● ASSIGNED TASK
The answer must consist of each line below that contains the word "return", copied in full.

● EXERCISE DATA
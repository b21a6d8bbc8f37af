//! Alertmanager Webhook Payload

use chrono::{DateTime, Utc};
use serde::{Deserialize, Serialize};
use std::collections::BTreeMap;
use std::fmt;

/// Status of an alert group notification
#[derive(Debug, Clone, Copy, PartialEq, Eq, Serialize, Deserialize)]
#[serde(rename_all = "lowercase")]
pub enum AlertStatus {
    Firing,
    Resolved,
}

impl fmt::Display for AlertStatus {
    fn fmt(&self, f: &mut fmt::Formatter<'_>) -> fmt::Result {
        match self {
            AlertStatus::Firing => write!(f, "firing"),
            AlertStatus::Resolved => write!(f, "resolved"),
        }
    }
}

/// One alert of a group
#[derive(Debug, Clone, Default, PartialEq, Serialize, Deserialize)]
#[serde(rename_all = "camelCase", default)]
pub struct Alert {
    pub status: String,
    pub labels: BTreeMap<String, String>,
    pub annotations: BTreeMap<String, String>,
    pub starts_at: Option<DateTime<Utc>>,
    pub ends_at: Option<DateTime<Utc>>,
    #[serde(rename = "generatorURL")]
    pub generator_url: String,
    pub fingerprint: String,
}

/// Alert group notification as posted by Alertmanager
#[derive(Debug, Clone, PartialEq, Serialize, Deserialize)]
#[serde(rename_all = "camelCase")]
pub struct AlertGroup {
    #[serde(default)]
    pub version: String,
    #[serde(default)]
    pub receiver: String,
    pub status: AlertStatus,
    pub group_key: String,
    #[serde(default)]
    pub truncated_alerts: u64,
    #[serde(default)]
    pub alerts: Vec<Alert>,
    #[serde(default)]
    pub group_labels: BTreeMap<String, String>,
    #[serde(default)]
    pub common_labels: BTreeMap<String, String>,
    #[serde(default)]
    pub common_annotations: BTreeMap<String, String>,
    #[serde(rename = "externalURL", default)]
    pub external_url: String,
}

impl AlertGroup {
    /// Key under which this group's incident is tracked
    pub fn correlation_hash(&self) -> String {
        short_hash(&self.group_key)
    }
}

/// First half of the MD5 hex digest. Compact and stable, not a security
/// boundary.
pub fn short_hash(data: &str) -> String {
    let digest = format!("{:x}", md5::compute(data.as_bytes()));
    digest[..digest.len() / 2].to_string()
}
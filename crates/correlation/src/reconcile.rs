//! Problem Reconciliation
//!
//! Dynatrace opens problems asynchronously, so the problem ID of an
//! incident is only known once a listing of open problems shows an event
//! evidence carrying the incident's correlation hash.

use crate::error::CorrelationError;
use crate::incidents::IncidentStore;
use dynatrace_client::DynatraceApi;
use std::sync::Arc;
use tracing::{debug, info, warn};

/// Outcome of one reconciliation pass
#[derive(Debug, Clone, Copy, Default, PartialEq, Eq)]
pub struct ReconcileReport {
    /// Incidents still waiting for a problem ID
    pub pending: usize,
    /// Incidents matched to a problem during this pass
    pub resolved: usize,
}

/// Matches tracked incidents with open Dynatrace problems
pub struct Reconciler {
    api: Arc<dyn DynatraceApi>,
    incidents: Arc<IncidentStore>,
}

impl Reconciler {
    pub fn new(api: Arc<dyn DynatraceApi>, incidents: Arc<IncidentStore>) -> Self {
        Self { api, incidents }
    }

    /// Run a single pass.
    ///
    /// Must not be called while holding the incident store lock: the remote
    /// listing happens unlocked and only the final update takes the lock.
    pub async fn run_once(&self) -> Result<ReconcileReport, CorrelationError> {
        let unresolved = self.incidents.load().await.unresolved();
        if unresolved.is_empty() {
            debug!("No incident waiting for a problem ID");
            return Ok(ReconcileReport::default());
        }

        info!("Looking up problem IDs for {} incidents", unresolved.len());
        let problems = match self.api.list_open_problems().await {
            Ok(problems) => problems,
            Err(e) => {
                warn!("Could not list open problems: {}", e);
                return Err(e.into());
            }
        };

        let report = self
            .incidents
            .mutate(|cache| {
                let mut report = ReconcileReport::default();
                for (hash, record) in cache.problems.iter_mut() {
                    if record.is_resolved() {
                        continue;
                    }
                    let found = problems.iter().find_map(|problem| {
                        problem
                            .evidence_containing(hash)
                            .map(|evidence| (problem, evidence))
                    });
                    match found {
                        Some((problem, evidence)) => {
                            info!(
                                hash = %hash,
                                problem_id = %problem.problem_id,
                                "Found problem {} for incident", problem.display_id
                            );
                            record.problem_id = problem.problem_id.clone();
                            record.correlation_token = evidence.display_name.clone();
                            report.resolved += 1;
                        }
                        None => report.pending += 1,
                    }
                }
                report
            })
            .await?;

        info!(
            "Reconciliation done: {} resolved, {} pending",
            report.resolved, report.pending
        );
        Ok(report)
    }
}
pub mod health;
pub mod metrics;
pub mod webhook;
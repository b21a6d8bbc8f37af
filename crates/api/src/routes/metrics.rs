//! Prometheus Route

use axum::{
    extract::State,
    http::StatusCode,
    response::{IntoResponse, Response},
};
use std::sync::Arc;

use crate::AppState;

/// Render the Prometheus exposition, 404 when metrics are disabled
pub async fn render(State(state): State<Arc<AppState>>) -> Response {
    match &state.metrics {
        Some(handle) => (StatusCode::OK, handle.render()).into_response(),
        None => (StatusCode::NOT_FOUND, "metrics disabled").into_response(),
    }
}
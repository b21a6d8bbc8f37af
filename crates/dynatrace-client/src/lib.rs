//! Dynatrace API Client
//!
//! The subset of the Dynatrace environment API the receiver talks to:
//! custom device registration, event ingestion, open problem listing,
//! problem closing, entity tagging and entity lookup.

mod client;
mod error;
#[cfg(feature = "mock")]
mod mock;
mod types;

pub use client::{ClientConfig, DynatraceClient};
pub use error::DynatraceError;
#[cfg(feature = "mock")]
pub use mock::{MockDynatrace, MockState};
pub use types::{
    AttachRules, CustomDevice, CustomDeviceResponse, EventCreation, EventStoreResult, EventType,
    Evidence, EvidenceDetails, Problem, ProblemList, Tag, TagResponse,
};

use async_trait::async_trait;

/// Operations the receiver needs from a Dynatrace environment
#[async_trait]
pub trait DynatraceApi: Send + Sync {
    /// Create (or update) the custom device pushed under `custom_device_id`
    async fn create_custom_device(
        &self,
        custom_device_id: &str,
        device: &CustomDevice,
    ) -> Result<CustomDeviceResponse, DynatraceError>;

    /// Push an event attached to the entities in its attach rules
    async fn create_event(&self, event: &EventCreation) -> Result<EventStoreResult, DynatraceError>;

    /// List every open problem together with its evidence details
    async fn list_open_problems(&self) -> Result<Vec<Problem>, DynatraceError>;

    /// Close a problem, leaving `message` as the closing comment
    async fn close_problem(&self, problem_id: &str, message: &str) -> Result<(), DynatraceError>;

    /// Apply tags to every entity matching `entity_selector`
    async fn apply_tags(
        &self,
        entity_selector: &str,
        tags: &[Tag],
    ) -> Result<TagResponse, DynatraceError>;

    /// Display name of an entity
    async fn entity_display_name(&self, entity_id: &str) -> Result<String, DynatraceError>;
}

● RESPONSE
            return Ok(ReconcileReport::default());
                return Err(e.into());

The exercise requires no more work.